Tuesday, October 8, 2013

“I Have Lost My Right Arm” - Thomas 'Stonewall' Jackson (1863)

Most historians consider Thomas J. “Stonewall” Jackson among the most brilliant tacticians ever produced by the United States Army. His Shenandoah Valley Campaign of Spring 1862 is a masterpiece of the military art. That campaign and Jackson’s performance at Chancellorsville in early May 1863 combined maneuver, stealth, and appreciation for terrain with an uncanny understanding of his opponents and his own commander. In fact, the battlefield combination of Robert E. Lee and “Stonewall” Jackson remains a rich source of historical investigation and one of the great partnerships in American military history. What is not as well appreciated is the totally bizarre and strange personality of Jackson, an American icon.
Tom Jackson showed no signs of greatness in his early years. Born to poverty, and a mediocre student, he was quick to take offense, and was already manifesting the quirks and peculiarities that would later prove legendary at West Point. He sulked in a dour, reserved, and downright grim manner, eschewing alcohol, gambling, tobacco, (women?), earning the nickname “Old Jack” in his teens. 
In spite of impressive displays of heroism during the Mexican War, Jackson botched his career after he interjected himself into the romantic affairs of his commanding officer, then Major Israel Richardson, who later commanded a division in Sumner’s II Corps and was killed in action at the Sunken Road at Antietam.
Forced to resign because of insubordination, Jackson was lucky to land a job as a professor at Virginia Military Institute. There he was universally disliked and the subject of ridicule. It is more than a little ironic that he remains one of the defining symbols of VMI. The Civil War changed everything. Jackson gained his famous nickname at the Battle of Bull Run on 21 July 1861 when Confederate general Bernard Bee saw Jackson’s men grimly holding fast in the face of a vigorous assault. He shouted to his men, “There stands Jackson standing like a stone wall. Rally to the Virginians.”  It was a moment of destiny. Jackson gained eternal fame; Bee died on the battlefield that day, one of the first of 160 general officers killed during the war.
By early 1962, Jackson was in Virginia’s Shenandoah Valley. There, outnumbered and constantly on the move, he fought three separate armies each to a standstill, earning a reputation as a hard-driving, ruthless, and brilliant commander.
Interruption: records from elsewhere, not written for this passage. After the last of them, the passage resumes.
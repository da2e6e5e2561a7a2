use chrono::{DateTime, Utc};
use sea_orm::entity::prelude::*;
use serde::{Deserialize, Serialize};
use uuid::Uuid;

/// A sellable invitation package. Its price is the gross order amount at checkout.
#[derive(Clone, Debug, PartialEq, Eq, DeriveEntityModel, Serialize, Deserialize)]
#[sea_orm(table_name = "packages")]
pub struct Model {
    #[sea_orm(primary_key, auto_increment = false)]
    pub id: Uuid,
    pub name: String,
    /// Minor currency units
    pub price: i64,
    pub is_active: bool,
    pub created_at: DateTime<Utc>,
    pub updated_at: Option<DateTime<Utc>>,
}

#[derive(Copy, Clone, Debug, EnumIter, DeriveRelation)]
pub enum Relation {
    #[sea_orm(has_many = "super::order::Entity")]
    Orders,
}

impl Related<super::order::Entity> for Entity {
    fn to() -> RelationDef {
        Relation::Orders.def()
    }
}

impl ActiveModelBehavior for ActiveModel {}
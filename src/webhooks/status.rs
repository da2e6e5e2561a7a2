use crate::models::payment::PaymentStatus;

/// Maps a gateway status word to the internal vocabulary.
///
/// Unknown words map to `Pending` so an unexpected value can never settle a
/// payment.
pub fn map_native_status(native: &str) -> PaymentStatus {
    match native.trim().to_ascii_uppercase().as_str() {
        "PAID" | "SETTLED" | "SUCCEEDED" | "COMPLETED" | "CAPTURED" => PaymentStatus::Settlement,
        "EXPIRED" | "FAILED" | "VOIDED" | "INACTIVE" | "CANCELLED" => PaymentStatus::Failed,
        _ => PaymentStatus::Pending,
    }
}
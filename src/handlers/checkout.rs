use crate::errors::ServiceError;
use crate::handlers::AppState;
use crate::services::checkout::{OrderView, StartCheckoutRequest};
use crate::ApiResponse;
use axum::{
    extract::{Json, Path, State},
    http::StatusCode,
    routing::{get, post},
    Router,
};
use uuid::Uuid;

/// Open a pending order for a package, optionally with a coupon
#[utoipa::path(
    post,
    path = "/api/v1/checkout/orders",
    request_body = StartCheckoutRequest,
    responses(
        (status = 201, description = "Order created", body = crate::ApiResponse<OrderView>),
        (status = 400, description = "Bad request", body = crate::errors::ErrorResponse),
        (status = 404, description = "Package not found", body = crate::errors::ErrorResponse),
        (status = 422, description = "Coupon rejected", body = crate::errors::ErrorResponse)
    ),
    tag = "Checkout"
)]
pub async fn start_checkout(
    State(state): State<AppState>,
    Json(request): Json<StartCheckoutRequest>,
) -> Result<(StatusCode, Json<ApiResponse<OrderView>>), ServiceError> {
    let order = state.services.checkout.start_checkout(request).await?;
    Ok((
        StatusCode::CREATED,
        Json(ApiResponse::success(OrderView::from(order))),
    ))
}

/// Get order by ID
#[utoipa::path(
    get,
    path = "/api/v1/orders/{id}",
    params(
        ("id" = Uuid, Path, description = "Order ID")
    ),
    responses(
        (status = 200, description = "Order details", body = crate::ApiResponse<OrderView>),
        (status = 404, description = "Not found", body = crate::errors::ErrorResponse)
    ),
    tag = "Checkout"
)]
pub async fn get_order(
    State(state): State<AppState>,
    Path(order_id): Path<Uuid>,
) -> Result<Json<ApiResponse<OrderView>>, ServiceError> {
    let order = state.services.checkout.get_order(order_id).await?;
    Ok(Json(ApiResponse::success(OrderView::from(order))))
}

/// Cancel a pending order
#[utoipa::path(
    post,
    path = "/api/v1/orders/{id}/void",
    params(
        ("id" = Uuid, Path, description = "Order ID")
    ),
    responses(
        (status = 200, description = "Order is void", body = crate::ApiResponse<OrderView>),
        (status = 404, description = "Not found", body = crate::errors::ErrorResponse),
        (status = 409, description = "Order already paid", body = crate::errors::ErrorResponse)
    ),
    tag = "Checkout"
)]
pub async fn void_order(
    State(state): State<AppState>,
    Path(order_id): Path<Uuid>,
) -> Result<Json<ApiResponse<OrderView>>, ServiceError> {
    let transition = state.services.checkout.void_order(order_id).await?;
    Ok(Json(ApiResponse::success(OrderView::from(
        transition.into_order(),
    ))))
}

/// Checkout routes
pub fn checkout_routes() -> Router<AppState> {
    Router::new().route("/orders", post(start_checkout))
}

/// Order routes
pub fn order_routes() -> Router<AppState> {
    Router::new()
        .route("/:id", get(get_order))
        .route("/:id/void", post(void_order))
}
use chrono::{DateTime, Duration, Utc};
use rand::Rng;
use sea_orm::{ActiveModelTrait, DatabaseConnection, EntityTrait, Set, TransactionTrait};
use serde::{Deserialize, Serialize};
use std::sync::Arc;
use tracing::{info, instrument, warn};
use utoipa::ToSchema;
use uuid::Uuid;
use validator::Validate;

use crate::config::AppConfig;
use crate::errors::{CouponRejection, ServiceError};
use crate::models::order::{self, Model as OrderModel, OrderStatus};
use crate::models::package::Entity as Package;
use crate::models::payment::PaymentMethod;
use crate::services::coupon_ledger::CouponLedger;
use crate::services::coupons::CouponService;
use crate::services::discount::{DiscountEngine, OrderContext};
use crate::services::order_ledger::{OrderLedger, Transition};

#[derive(Debug, Clone, Deserialize, Validate, ToSchema)]
#[schema(example = json!({
    "user_id": "0d6b3c5e-8d1f-4c4e-9a53-5f0e5e0f6a11",
    "package_id": "5a1c1f0e-7c1f-4f6b-8a5c-2b7d0d9c3e22",
    "coupon_code": "SAVE20"
}))]
pub struct StartCheckoutRequest {
    pub user_id: Uuid,
    pub package_id: Uuid,
    #[validate(length(min = 1, max = 64))]
    pub coupon_code: Option<String>,
}

/// Order as exposed over the API, with the derived fields filled in.
#[derive(Debug, Clone, Serialize, ToSchema)]
pub struct OrderView {
    pub id: Uuid,
    pub user_id: Uuid,
    pub package_id: Uuid,
    pub status: OrderStatus,
    /// Pending and past `expired_at`
    pub expired: bool,
    pub total_price: i64,
    pub unique_price: i64,
    pub discount_amount: i64,
    pub final_price: i64,
    pub coupon_id: Option<Uuid>,
    pub payment_type: Option<PaymentMethod>,
    pub is_paid: bool,
    pub paid_at: Option<DateTime<Utc>>,
    pub is_void: bool,
    pub void_at: Option<DateTime<Utc>>,
    pub expired_at: DateTime<Utc>,
    pub external_transaction_id: Option<String>,
    pub created_at: DateTime<Utc>,
}

impl OrderView {
    pub fn at(model: OrderModel, now: DateTime<Utc>) -> Self {
        Self {
            expired: model.is_expired(now),
            final_price: model.final_price(),
            id: model.id,
            user_id: model.user_id,
            package_id: model.package_id,
            status: model.status,
            total_price: model.total_price,
            unique_price: model.unique_price,
            discount_amount: model.discount_amount,
            coupon_id: model.coupon_id,
            payment_type: model.payment_type,
            is_paid: model.is_paid,
            paid_at: model.paid_at,
            is_void: model.is_void,
            void_at: model.void_at,
            expired_at: model.expired_at,
            external_transaction_id: model.external_transaction_id,
            created_at: model.created_at,
        }
    }
}

impl From<OrderModel> for OrderView {
    fn from(model: OrderModel) -> Self {
        Self::at(model, Utc::now())
    }
}

#[derive(Clone)]
pub struct CheckoutService {
    db: Arc<DatabaseConnection>,
    order_ttl: Duration,
    unique_price_max: i64,
}

impl CheckoutService {
    pub fn new(db: Arc<DatabaseConnection>, config: &AppConfig) -> Self {
        Self {
            db,
            order_ttl: config.order_ttl(),
            unique_price_max: config.unique_price_max,
        }
    }

    /// Prices the package, applies the coupon if any and opens a pending order.
    /// No coupon slot is taken until the order is paid.
    #[instrument(skip(self, request), fields(user_id = %request.user_id, package_id = %request.package_id))]
    pub async fn start_checkout(
        &self,
        request: StartCheckoutRequest,
    ) -> Result<OrderModel, ServiceError> {
        request.validate()?;

        let package = Package::find_by_id(request.package_id)
            .one(&*self.db)
            .await?
            .ok_or_else(|| {
                ServiceError::NotFound(format!("Package {} not found", request.package_id))
            })?;
        if !package.is_active {
            return Err(ServiceError::ValidationError(format!(
                "Package {} is not available",
                package.id
            )));
        }

        let gross = package.price;
        let (coupon_id, discount) = match request.coupon_code.as_deref() {
            Some(code) => {
                let coupon = CouponService::new(self.db.clone())
                    .find_by_code(code)
                    .await?
                    .ok_or(CouponRejection::CouponNotFound)?;
                let used =
                    CouponLedger::user_usage_count(&*self.db, coupon.id, request.user_id).await?;
                let ctx = OrderContext {
                    user_id: request.user_id,
                    package_id: package.id,
                    amount: gross,
                };
                let quote = DiscountEngine::evaluate(&coupon, &ctx, used, Utc::now())?;
                (Some(coupon.id), quote.discount)
            }
            None => (None, 0),
        };

        let unique_price = if self.unique_price_max > 0 {
            rand::thread_rng().gen_range(1..=self.unique_price_max)
        } else {
            0
        };

        let now = Utc::now();
        let order = order::ActiveModel {
            id: Set(Uuid::new_v4()),
            user_id: Set(request.user_id),
            package_id: Set(package.id),
            total_price: Set(gross - discount),
            unique_price: Set(unique_price),
            discount_amount: Set(discount),
            coupon_id: Set(coupon_id),
            payment_type: Set(None),
            status: Set(OrderStatus::Pending),
            is_paid: Set(false),
            paid_at: Set(None),
            is_void: Set(false),
            void_at: Set(None),
            expired_at: Set(now + self.order_ttl),
            external_transaction_id: Set(None),
            created_at: Set(now),
            updated_at: Set(None),
        }
        .insert(&*self.db)
        .await?;

        info!(
            order_id = %order.id,
            total_price = order.total_price,
            discount = order.discount_amount,
            "checkout order created"
        );
        Ok(order)
    }

    pub async fn get_order(&self, order_id: Uuid) -> Result<OrderModel, ServiceError> {
        OrderLedger::find(&*self.db, order_id).await
    }

    /// Cancels a pending order and hands back any coupon slot it holds.
    #[instrument(skip(self))]
    pub async fn void_order(&self, order_id: Uuid) -> Result<Transition, ServiceError> {
        let txn = self.db.begin().await?;
        let transition = match OrderLedger::mark_void(&txn, order_id).await {
            Ok(transition) => transition,
            Err(err) => {
                txn.rollback().await?;
                return Err(err);
            }
        };
        if CouponLedger::release(&txn, order_id).await? {
            warn!(order_id = %order_id, "voided order held a coupon usage");
        }
        txn.commit().await?;
        Ok(transition)
    }
}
At Antietam, he captured Harper's Ferry and held Lee's left flank.
On 1 May 1863 in the opening move of the Battle of Chancellorsville, Jackson routed the Union XI Corps under O.O Howard, threatening the whole Federal Army. It was a crushing victory. That night, Jackson was making his way back to camp near the front line positions. His own troops, mistaking the command group for the enemy, opened fire, wounding several of the general’s party, including Jackson who was hit in the arm, forcing amputation, after which Lee remarked, “he may have lost an arm, but I have lost my right arm.” Jackson died a few weeks later.
Jackson died in the most famous “friendly fire” incident in American history and he is the most renowned of all the American flag officers killed in action. His widow and child became objects of veneration for decades thereafter and his Image is central to any version of the Lost Cause.